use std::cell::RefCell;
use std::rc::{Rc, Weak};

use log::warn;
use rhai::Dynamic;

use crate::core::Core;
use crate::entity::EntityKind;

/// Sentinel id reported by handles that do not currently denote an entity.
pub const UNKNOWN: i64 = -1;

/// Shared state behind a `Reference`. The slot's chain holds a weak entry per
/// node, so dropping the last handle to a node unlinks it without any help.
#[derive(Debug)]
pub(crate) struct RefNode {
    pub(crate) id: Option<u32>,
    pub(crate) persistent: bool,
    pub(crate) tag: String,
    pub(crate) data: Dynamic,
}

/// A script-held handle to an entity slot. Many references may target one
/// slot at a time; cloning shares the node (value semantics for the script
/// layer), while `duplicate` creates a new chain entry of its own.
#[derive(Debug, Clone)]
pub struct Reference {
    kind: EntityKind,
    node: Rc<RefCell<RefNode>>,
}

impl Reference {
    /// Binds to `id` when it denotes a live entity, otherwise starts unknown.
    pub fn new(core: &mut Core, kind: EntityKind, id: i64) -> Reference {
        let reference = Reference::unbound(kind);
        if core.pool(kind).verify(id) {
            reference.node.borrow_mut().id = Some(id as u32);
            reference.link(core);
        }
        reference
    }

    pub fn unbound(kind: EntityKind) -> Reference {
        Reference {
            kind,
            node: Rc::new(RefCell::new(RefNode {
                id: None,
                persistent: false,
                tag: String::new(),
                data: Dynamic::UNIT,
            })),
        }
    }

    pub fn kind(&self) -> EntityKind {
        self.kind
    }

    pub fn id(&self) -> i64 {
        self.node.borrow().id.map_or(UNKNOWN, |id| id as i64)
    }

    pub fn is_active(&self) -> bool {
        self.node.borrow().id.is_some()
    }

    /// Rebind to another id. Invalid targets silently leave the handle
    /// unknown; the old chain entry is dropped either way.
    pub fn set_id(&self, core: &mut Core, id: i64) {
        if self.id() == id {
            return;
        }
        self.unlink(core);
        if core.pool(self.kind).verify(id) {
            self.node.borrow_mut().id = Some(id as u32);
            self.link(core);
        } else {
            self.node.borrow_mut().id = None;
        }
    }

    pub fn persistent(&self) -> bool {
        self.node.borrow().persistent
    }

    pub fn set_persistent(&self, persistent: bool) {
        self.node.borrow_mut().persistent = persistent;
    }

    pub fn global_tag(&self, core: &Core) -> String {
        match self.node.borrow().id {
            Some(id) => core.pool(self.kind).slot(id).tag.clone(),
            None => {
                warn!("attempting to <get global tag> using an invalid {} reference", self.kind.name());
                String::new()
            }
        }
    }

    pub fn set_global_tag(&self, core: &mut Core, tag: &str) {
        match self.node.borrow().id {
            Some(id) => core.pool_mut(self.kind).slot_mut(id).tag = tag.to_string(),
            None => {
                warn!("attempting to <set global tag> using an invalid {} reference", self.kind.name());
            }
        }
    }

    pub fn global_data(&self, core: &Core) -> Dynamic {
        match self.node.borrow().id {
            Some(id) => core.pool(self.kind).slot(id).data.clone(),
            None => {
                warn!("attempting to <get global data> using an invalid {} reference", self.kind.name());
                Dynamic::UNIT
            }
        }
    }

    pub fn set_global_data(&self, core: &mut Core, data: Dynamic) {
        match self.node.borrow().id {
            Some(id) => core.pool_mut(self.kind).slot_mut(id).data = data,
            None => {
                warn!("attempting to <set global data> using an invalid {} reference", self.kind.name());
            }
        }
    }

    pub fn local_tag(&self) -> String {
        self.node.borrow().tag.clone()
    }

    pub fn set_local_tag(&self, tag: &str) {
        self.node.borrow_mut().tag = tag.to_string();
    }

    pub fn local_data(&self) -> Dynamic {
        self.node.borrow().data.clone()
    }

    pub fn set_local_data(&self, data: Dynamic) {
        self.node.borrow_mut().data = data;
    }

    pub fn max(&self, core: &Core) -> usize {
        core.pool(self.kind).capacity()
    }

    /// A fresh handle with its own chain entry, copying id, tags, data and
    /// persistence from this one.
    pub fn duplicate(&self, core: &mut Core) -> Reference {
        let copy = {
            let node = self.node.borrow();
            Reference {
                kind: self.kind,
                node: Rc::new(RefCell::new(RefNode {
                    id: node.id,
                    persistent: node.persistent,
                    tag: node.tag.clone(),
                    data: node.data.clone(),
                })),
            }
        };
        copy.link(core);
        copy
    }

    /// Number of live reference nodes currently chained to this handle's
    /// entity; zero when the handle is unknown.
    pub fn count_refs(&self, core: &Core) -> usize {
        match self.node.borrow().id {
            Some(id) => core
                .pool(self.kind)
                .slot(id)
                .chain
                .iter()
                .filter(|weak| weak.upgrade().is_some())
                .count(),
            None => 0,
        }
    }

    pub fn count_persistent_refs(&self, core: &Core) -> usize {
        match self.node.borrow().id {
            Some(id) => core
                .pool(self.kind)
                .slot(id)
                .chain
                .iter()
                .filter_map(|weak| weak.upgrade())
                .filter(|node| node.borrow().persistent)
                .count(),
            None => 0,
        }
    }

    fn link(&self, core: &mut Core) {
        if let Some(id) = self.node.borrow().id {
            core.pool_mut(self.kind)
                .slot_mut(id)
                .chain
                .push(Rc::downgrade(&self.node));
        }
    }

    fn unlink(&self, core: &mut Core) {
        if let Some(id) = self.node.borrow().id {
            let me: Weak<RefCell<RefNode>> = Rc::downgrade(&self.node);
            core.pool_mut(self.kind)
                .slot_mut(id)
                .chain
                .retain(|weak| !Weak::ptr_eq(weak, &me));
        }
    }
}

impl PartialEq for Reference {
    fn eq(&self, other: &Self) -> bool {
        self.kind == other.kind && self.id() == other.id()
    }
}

+-------+

> Prompt
Select and copy every line of the material that holds the string "live".

> Result below
    /// Binds to `id` when it denotes a live entity, otherwise starts unknown.
    /// Number of live reference nodes currently chained to this handle's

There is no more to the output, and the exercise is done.